_Record extracts_.
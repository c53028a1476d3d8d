//! Print the effective NotifyHub config (defaults + env overrides) as JSON.

use notifyhub_config::{NotifyHubConfig, NotifyHubEnv};
use std::io;
use std::io::Write;

fn main() -> std::process::ExitCode {
    match run() {
        Ok(()) => std::process::ExitCode::SUCCESS,
        Err(error) => {
            eprintln!("error: {error}");
            std::process::ExitCode::from(1)
        },
    }
}

fn run() -> Result<(), Box<dyn std::error::Error>> {
    let env = NotifyHubEnv::from_std_env()?;
    let config = env.apply(NotifyHubConfig::default()).validate_and_normalize()?;

    let mut output = serde_json::to_string_pretty(config.as_ref())?;
    output.push('\n');

    let mut stdout = io::stdout();
    stdout.write_all(output.as_bytes())?;
    stdout.flush()?;

    Ok(())
}
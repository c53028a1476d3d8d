//! Integration tests for parsing NotifyHub config fixtures.

use notifyhub_config::{CURRENT_CONFIG_VERSION, LoadBalancerKind, parse_notifyhub_config_json, parse_notifyhub_config_toml};
use notifyhub_shared::ErrorCode;
use std::error::Error;

const VALID_JSON: &str = r#"{
    "version": 1,
    "queue": { "capacity": 5000, "delayedEnabled": true },
    "workerPool": {
        "minWorkers": 4,
        "maxWorkers": 20,
        "targetLoad": 0.8,
        "scaleUpDelayMs": 30000,
        "scaleDownDelayMs": 60000,
        "healthCheckIntervalMs": 10000,
        "maxIdleTimeMs": 300000,
        "taskBatchSize": 2,
        "batchWindowMs": 1000,
        "bootBatchSize": 2,
        "bootBatchPauseMs": 10
    },
    "callbackExecutor": {
        "executorWorkers": 8,
        "queueCapacity": 200,
        "deadLetterCapacity": 500,
        "retry": {
            "maxRetries": 5,
            "initialIntervalMs": 500,
            "multiplier": 2.0,
            "maxIntervalMs": 10000,
            "jitter": false
        },
        "recordTtlSecs": 1800,
        "fireBoth": true
    },
    "handleRegistry": { "capacity": 50000, "ttlSecs": 600 },
    "asyncOptions": { "defaultPriority": "high", "defaultTimeoutMs": 2000 },
    "loadBalancer": "weighted"
}"#;

const INVALID_JSON: &str = r#"{
    "version": 1,
    "queue": { "capacity": 5000, "delayedEnabled": true },
    "workerPool": {
        "minWorkers": 20,
        "maxWorkers": 4,
        "targetLoad": 0.8,
        "scaleUpDelayMs": 30000,
        "scaleDownDelayMs": 60000,
        "healthCheckIntervalMs": 10000,
        "maxIdleTimeMs": 300000,
        "taskBatchSize": 2,
        "batchWindowMs": 1000,
        "bootBatchSize": 2,
        "bootBatchPauseMs": 10
    },
    "callbackExecutor": {
        "executorWorkers": 8,
        "queueCapacity": 200,
        "deadLetterCapacity": 500,
        "retry": { "maxRetries": 5, "initialIntervalMs": 500, "multiplier": 2.0, "maxIntervalMs": 10000, "jitter": false },
        "recordTtlSecs": 1800,
        "fireBoth": true
    },
    "handleRegistry": { "capacity": 50000, "ttlSecs": 600 },
    "asyncOptions": { "defaultPriority": "high", "defaultTimeoutMs": 2000 },
    "loadBalancer": "weighted"
}"#;

const DEFAULT_TOML: &str = r#"
version = 1

[queue]
capacity = 1000
delayedEnabled = true

[workerPool]
minWorkers = 2
maxWorkers = 10
targetLoad = 0.75
scaleUpDelayMs = 30000
scaleDownDelayMs = 60000
healthCheckIntervalMs = 10000
maxIdleTimeMs = 300000
taskBatchSize = 1
batchWindowMs = 1000
bootBatchSize = 2
bootBatchPauseMs = 10

[callbackExecutor]
executorWorkers = 10
queueCapacity = 100
deadLetterCapacity = 1000
recordTtlSecs = 3600
fireBoth = true

[callbackExecutor.retry]
maxRetries = 3
initialIntervalMs = 1000
multiplier = 2.0
maxIntervalMs = 30000
jitter = true

[handleRegistry]
capacity = 10000
ttlSecs = 300

[asyncOptions]
defaultPriority = "normal"

loadBalancer = "leastConnections"
"#;

#[test]
fn parses_valid_fixture_and_normalizes() -> Result<(), Box<dyn Error>> {
    let config = parse_notifyhub_config_json(VALID_JSON)?;

    assert_eq!(config.as_ref().version, CURRENT_CONFIG_VERSION);
    assert_eq!(config.as_ref().queue.capacity, 5000);
    assert_eq!(config.as_ref().worker_pool.max_workers, 20);
    assert_eq!(config.as_ref().callback_executor.retry.max_retries, 5);
    assert_eq!(config.as_ref().load_balancer, LoadBalancerKind::Weighted);

    Ok(())
}

#[test]
fn parses_default_toml_fixture() -> Result<(), Box<dyn Error>> {
    let config = parse_notifyhub_config_toml(DEFAULT_TOML)?;

    assert_eq!(config.as_ref().worker_pool.min_workers, 2);
    assert_eq!(config.as_ref().handle_registry.ttl_secs, 300);
    assert_eq!(config.as_ref().load_balancer, LoadBalancerKind::LeastConnections);

    Ok(())
}

#[test]
fn invalid_fixture_reports_error_code() -> Result<(), Box<dyn Error>> {
    let result = parse_notifyhub_config_json(INVALID_JSON);
    assert!(result.is_err());

    let error = result.err().ok_or_else(|| std::io::Error::other("expected invalid fixture error"))?;

    assert_eq!(error.code, ErrorCode::new("config", "invalid_limit"));
    assert_eq!(error.metadata.get("section").map(String::as_str), Some("workerPool"));
    assert_eq!(error.metadata.get("field").map(String::as_str), Some("maxWorkers"));

    Ok(())
}
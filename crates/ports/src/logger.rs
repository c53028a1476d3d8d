//! Structured logging boundary contract.
//!
//! Every component receives an injected `Logger`; nothing calls global
//! logging macros directly except the default `TracingLogger` adapter.

use std::collections::BTreeMap;

/// Log severity.
#[derive(Debug, Clone, Copy, PartialEq, Eq)]
pub enum LogLevel {
    /// Debug.
    Debug,
    /// Info.
    Info,
    /// Warn.
    Warn,
    /// Error.
    Error,
}

/// Additional structured fields attached to a log event.
pub type LogFields = BTreeMap<String, serde_json::Value>;

/// A structured log event.
#[derive(Debug, Clone, PartialEq, Eq)]
pub struct LogEvent {
    /// Severity.
    pub level: LogLevel,
    /// Human-readable message (already redacted of secrets by the caller).
    pub message: String,
    /// Optional structured fields.
    pub fields: Option<LogFields>,
}

/// Boundary contract for structured logging. No component calls a global
/// logger directly; every component holds an `Arc<dyn Logger>`.
pub trait Logger: Send + Sync {
    /// Emit a structured event.
    fn log(&self, event: LogEvent);

    /// Create a child logger with `fields` merged into every subsequent event.
    fn child(&self, fields: LogFields) -> Box<dyn Logger>;

    /// Convenience: debug event.
    fn debug(&self, msg: &str, fields: Option<LogFields>) {
        self.log(LogEvent {
            level: LogLevel::Debug,
            message: msg.to_owned(),
            fields,
        });
    }

    /// Convenience: info event.
    fn info(&self, msg: &str, fields: Option<LogFields>) {
        self.log(LogEvent {
            level: LogLevel::Info,
            message: msg.to_owned(),
            fields,
        });
    }

    /// Convenience: warn event.
    fn warn(&self, msg: &str, fields: Option<LogFields>) {
        self.log(LogEvent {
            level: LogLevel::Warn,
            message: msg.to_owned(),
            fields,
        });
    }

    /// Convenience: error event.
    fn error(&self, msg: &str, fields: Option<LogFields>) {
        self.log(LogEvent {
            level: LogLevel::Error,
            message: msg.to_owned(),
            fields,
        });
    }
}
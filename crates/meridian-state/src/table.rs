use crate::error::SigilError;
use crate::store::{StoreF, StoreState};
use meridian_codec::{ByteDecode, ByteEncode};
use meridian_trie::{self as trie, NodeStore, TrieConfig};
use std::marker::PhantomData;
use std::sync::Arc;

/// A schema entry: a name, a key type, and a value type, known at
/// compile time. `Tag` is a zero-sized marker type unique to this
/// entry — it is what makes a key branded to table `A` a distinct Rust
/// type from a key branded to table `B`: keys are branded by the
/// table's identity.
pub struct Entry<Tag, K, V> {
    pub name: &'static str,
    _marker: PhantomData<(Tag, K, V)>,
}

impl<Tag, K, V> Entry<Tag, K, V> {
    pub const fn new(name: &'static str) -> Self {
        Entry {
            name,
            _marker: PhantomData,
        }
    }
}

/// A key branded by the identity of the table it belongs to.
#[derive(Clone, Debug, PartialEq, Eq, PartialOrd, Ord, Hash)]
pub struct BrandedKey<Tag, K> {
    pub key: K,
    _marker: PhantomData<Tag>,
}

impl<Tag, K> BrandedKey<Tag, K> {
    pub fn new(key: K) -> Self {
        BrandedKey {
            key,
            _marker: PhantomData,
        }
    }
}

/// A runtime handle to a mounted table: its computed byte prefix, its
/// name, and the node store it reads and writes through.
pub struct StateTable<Tag, K, V> {
    prefix: Vec<u8>,
    name: String,
    node_store: Arc<dyn NodeStore>,
    config: TrieConfig,
    _marker: PhantomData<(Tag, K, V)>,
}

impl<Tag, K, V> StateTable<Tag, K, V>
where
    K: ByteEncode + 'static,
    V: ByteEncode + ByteDecode + Clone + 'static,
{
    pub fn new(
        prefix: Vec<u8>,
        name: impl Into<String>,
        node_store: Arc<dyn NodeStore>,
        config: TrieConfig,
    ) -> Self {
        StateTable {
            prefix,
            name: name.into(),
            node_store,
            config,
            _marker: PhantomData,
        }
    }

    pub fn prefix(&self) -> &[u8] {
        &self.prefix
    }

    pub fn name(&self) -> &str {
        &self.name
    }

    fn full_key(&self, raw_key: &[u8]) -> Vec<u8> {
        let mut out = self.prefix.clone();
        out.extend_from_slice(raw_key);
        out
    }

    /// Looks up `key.key`, recording a read against this table's prefix
    /// in the threaded `StoreState`'s access log.
    pub fn get(&self, key: BrandedKey<Tag, K>) -> StoreF<Option<V>>
    where
        Tag: 'static,
    {
        let raw_key = key.key.encode();
        let full_key = self.full_key(&raw_key);
        let prefix = self.prefix.clone();
        let node_store = self.node_store.clone();
        let config = self.config;

        StoreF::from_fn(move |mut state: StoreState| {
            let value_bytes = trie::get(&state.trie, node_store.as_ref(), &full_key, &config)?;
            state.access_log.record_read(prefix, raw_key);
            let value = match value_bytes {
                None => None,
                Some(bytes) => Some(decode_exact::<V>(&bytes)?),
            };
            Ok((state, value))
        })
    }

    /// Stores `value` under `key.key`, recording a write.
    pub fn put(&self, key: BrandedKey<Tag, K>, value: V) -> StoreF<()>
    where
        Tag: 'static,
    {
        let raw_key = key.key.encode();
        let full_key = self.full_key(&raw_key);
        let prefix = self.prefix.clone();
        let node_store = self.node_store.clone();
        let config = self.config;
        let value_bytes = value.encode();

        StoreF::from_fn(move |mut state: StoreState| {
            state.trie = trie::put(&state.trie, node_store.as_ref(), &full_key, &value_bytes, &config)?;
            state.access_log.record_write(prefix, raw_key);
            Ok((state, ()))
        })
    }

    /// Deletes `key.key`, recording a write (absence is not an error).
    pub fn remove(&self, key: BrandedKey<Tag, K>) -> StoreF<()>
    where
        Tag: 'static,
    {
        let raw_key = key.key.encode();
        let full_key = self.full_key(&raw_key);
        let prefix = self.prefix.clone();
        let node_store = self.node_store.clone();
        let config = self.config;

        StoreF::from_fn(move |mut state: StoreState| {
            state.trie = trie::remove(&state.trie, node_store.as_ref(), &full_key, &config)?;
            state.access_log.record_write(prefix, raw_key);
            Ok((state, ()))
        })
    }
}

fn decode_exact<V: ByteDecode>(bytes: &[u8]) -> Result<V, SigilError> {
    let (value, rest) = V::decode(bytes)?;
    if !rest.is_empty() {
        return Err(SigilError::other(format!(
            "{} trailing byte(s) left over decoding a table value",
            rest.len()
        )));
    }
    Ok(value)
}

#[cfg(test)]
mod tests {
    use super::*;
    use crate::store::StoreState;
    use meridian_trie::{InMemoryNodeStore, MerkleTrieState};

    struct AccountsTag;

    #[test]
    fn put_then_get_round_trips_and_logs_access() {
        let concrete_store = Arc::new(InMemoryNodeStore::new());
        let node_store: Arc<dyn NodeStore> = concrete_store.clone();
        let table: StateTable<AccountsTag, Vec<u8>, Vec<u8>> = StateTable::new(
            b"accounts".to_vec(),
            "accounts",
            node_store,
            TrieConfig::default(),
        );

        let state = StoreState {
            trie: MerkleTrieState::genesis(),
            access_log: crate::access_log::AccessLog::empty(),
        };

        let key = BrandedKey::new(b"alice".to_vec());
        let (state, ()) = table.put(key.clone(), b"balance:100".to_vec()).run(state).unwrap();

        // Nodes created by `put` live only in the diff until published;
        // copy them into the store the way a host would after commit.
        for (node, count) in state.trie.diff.foreach() {
            if count > 0 {
                concrete_store.put_node(node.hash(), node);
            }
        }

        let (state, value) = table.get(key).run(state).unwrap();
        assert_eq!(value, Some(b"balance:100".to_vec()));
        assert_eq!(state.access_log.read_count(), 1);
        assert_eq!(state.access_log.write_count(), 1);
    }
}
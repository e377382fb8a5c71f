//! Account and group management: signature verification, key
//! registration, and group membership, built on `meridian-modules`'
//! `Blueprint`/`Module` framework.

mod account;
mod entities;
mod error;
mod group;

pub use account::{
    account_blueprint, AccountEvent, AccountReducer, AccountTag, AccountTx, NameKeyTag,
    ACCOUNT_TABLE, NAME_KEY_TABLE,
};
pub use entities::{Account, Envelope, Group, GroupMemberKey, KeyId20, NameKeyEntry, NameKeyKey};
pub use error::AccountError;
pub use group::{
    group_blueprint, GroupEvent, GroupMemberTag, GroupReducer, GroupTag, GroupTx, GROUP_MEMBER_TABLE,
    GROUP_TABLE,
};
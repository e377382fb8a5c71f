use crate::node::{MerkleTrieNode, NodeHash};
use std::collections::HashMap;

/// A mapping from node hash to `(node, refcount)`. Positive counts mean
/// net additions, negative counts mean net removals relative to the
/// diff's base root. An abelian monoid under refcount-summing merge.
#[derive(Clone, Debug, Default, PartialEq, Eq)]
pub struct MerkleTrieStateDiff {
    entries: HashMap<[u8; 32], (MerkleTrieNode, i64)>,
}

impl MerkleTrieStateDiff {
    pub fn empty() -> Self {
        MerkleTrieStateDiff {
            entries: HashMap::new(),
        }
    }

    /// Increments the refcount for `node`. If an opposing `-1` was
    /// pending, the entry is removed entirely (net zero).
    pub fn add(&mut self, hash: NodeHash, node: MerkleTrieNode) {
        self.bump(hash, node, 1);
    }

    /// Decrements the refcount for `node`. Symmetric to `add`.
    pub fn remove(&mut self, hash: NodeHash, node: MerkleTrieNode) {
        self.bump(hash, node, -1);
    }

    fn bump(&mut self, hash: NodeHash, node: MerkleTrieNode, delta: i64) {
        let key = hash.to_bytes();
        match self.entries.remove(&key) {
            Some((existing_node, count)) => {
                let new_count = count + delta;
                if new_count != 0 {
                    self.entries.insert(key, (existing_node, new_count));
                }
            }
            None => {
                self.entries.insert(key, (node, delta));
            }
        }
    }

    /// Looks up a node that has a strictly positive net refcount in this
    /// diff; entries at zero or negative count are not "present" here.
    pub fn get(&self, hash: &NodeHash) -> Option<&MerkleTrieNode> {
        self.entries
            .get(&hash.to_bytes())
            .filter(|(_, count)| *count > 0)
            .map(|(node, _)| node)
    }

    pub fn foreach(&self) -> impl Iterator<Item = (&MerkleTrieNode, i64)> {
        self.entries
            .values()
            .filter(|(_, count)| *count > 0)
            .map(|(node, count)| (node, *count))
    }

    /// Refcount-summing merge; the monoid operation. Used by `rebase`
    /// and directly where two diffs over a common base need combining.
    pub fn merge(&self, other: &MerkleTrieStateDiff) -> MerkleTrieStateDiff {
        let mut merged = self.entries.clone();
        for (hash, (node, count)) in &other.entries {
            merged
                .entry(*hash)
                .and_modify(|(_, existing_count)| *existing_count += count)
                .or_insert_with(|| (node.clone(), *count));
        }
        merged.retain(|_, (_, count)| *count != 0);
        MerkleTrieStateDiff { entries: merged }
    }

    pub fn is_empty(&self) -> bool {
        self.entries.values().all(|(_, count)| *count == 0)
    }
}
//! Round-trips the Merkle trie's `put`/`get`/`remove` through an
//! in-memory node store, and checks `AccessLog` conflict detection
//! against the reads/writes such a put/get sequence would record.

use meridian_state::AccessLog;
use meridian_trie::{get, put, remove, InMemoryNodeStore, MerkleTrieState, TrieConfig};

#[test]
fn put_get_remove_round_trips_independent_keys() {
    let store = InMemoryNodeStore::new();
    let config = TrieConfig::default();
    let state = MerkleTrieState::genesis();

    let state = put(&state, &store, b"k1", b"v1", &config).unwrap();
    let state = put(&state, &store, b"k2", b"v2", &config).unwrap();

    assert_eq!(get(&state, &store, b"k1", &config).unwrap(), Some(b"v1".to_vec()));
    assert_eq!(get(&state, &store, b"k2", &config).unwrap(), Some(b"v2".to_vec()));

    let state = remove(&state, &store, b"k1", &config).unwrap();
    assert_eq!(get(&state, &store, b"k1", &config).unwrap(), None);
    assert_eq!(get(&state, &store, b"k2", &config).unwrap(), Some(b"v2".to_vec()));
}

#[test]
fn overlapping_writes_conflict_but_overlapping_reads_do_not() {
    let mut a = AccessLog::empty();
    a.record_write(b"table".to_vec(), b"k1".to_vec());

    let mut b = AccessLog::empty();
    b.record_write(b"table".to_vec(), b"k1".to_vec());
    assert!(a.has_conflict_with(&b));

    let mut c = AccessLog::empty();
    c.record_read(b"table".to_vec(), b"k1".to_vec());
    let mut d = AccessLog::empty();
    d.record_read(b"table".to_vec(), b"k1".to_vec());
    assert!(!c.has_conflict_with(&d));
}
fn remove_members(
    groups: GroupStateTable,
    members_table: GroupMemberStateTable,
    group_name: Utf8Key,
    mut group_row: Group,
    member_ids: Vec<KeyId20>,
) -> StoreF<Result<ReducerOutput, ModuleError>> {
    let removed = member_ids.clone();
    let group_name_for_event = group_name.clone();
    let initial_count = group_row.member_count;

    let mut chain = StoreF::pure(0u32);
    for member in member_ids {
        let members_table = members_table.clone();
        let key = GroupMemberKey::new(group_name.clone(), member);
        chain = chain.bind(move |removed_so_far| {
            members_table
                .get(BrandedKey::new(key.clone()))
                .bind(move |existing| {
                    if existing.is_none() {
                        StoreF::pure(removed_so_far)
                    } else {
                        members_table
                            .remove(BrandedKey::new(key))
                            .map(move |()| removed_so_far + 1)
                    }
                })
        });
    }
    chain.bind(move |newly_removed| {
        group_row.member_count = initial_count.saturating_sub(newly_removed);
        group_row.group_nonce += 1;
        groups
            .put(BrandedKey::new(group_name_for_event.clone()), group_row)
            .map(move |()| {
                Ok(ReducerOutput::new(
                    (),
                    vec![GroupEvent::MembersRemoved {
                        group: group_name_for_event,
                        members: removed,
                    }],
                ))
            })
    })
}

/// Builds the group management blueprint: owns `group` and
/// `groupMember`, needs the account module's `account` table to
/// authorize coordinator signatures at creation time.
pub fn group_blueprint() -> Blueprint {
    Blueprint::new(
        "groups",
        vec![
            EntrySpec::new::<GroupTag, Utf8Key, Group>(GROUP_TABLE),
            EntrySpec::new::<GroupMemberTag, GroupMemberKey, bool>(GROUP_MEMBER_TABLE),
        ],
        vec![crate::account::ACCOUNT_TABLE],
        Arc::new(GroupReducer),
    )
}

_Brief_. The answer must consist of every line from the listing above that includes the word "maxIntervalMs".

_Task result_.
            "maxIntervalMs": 10000,
        "retry": { "maxRetries": 5, "initialIntervalMs": 500, "multiplier": 2.0, "maxIntervalMs": 10000, "jitter": false },
maxIntervalMs = 30000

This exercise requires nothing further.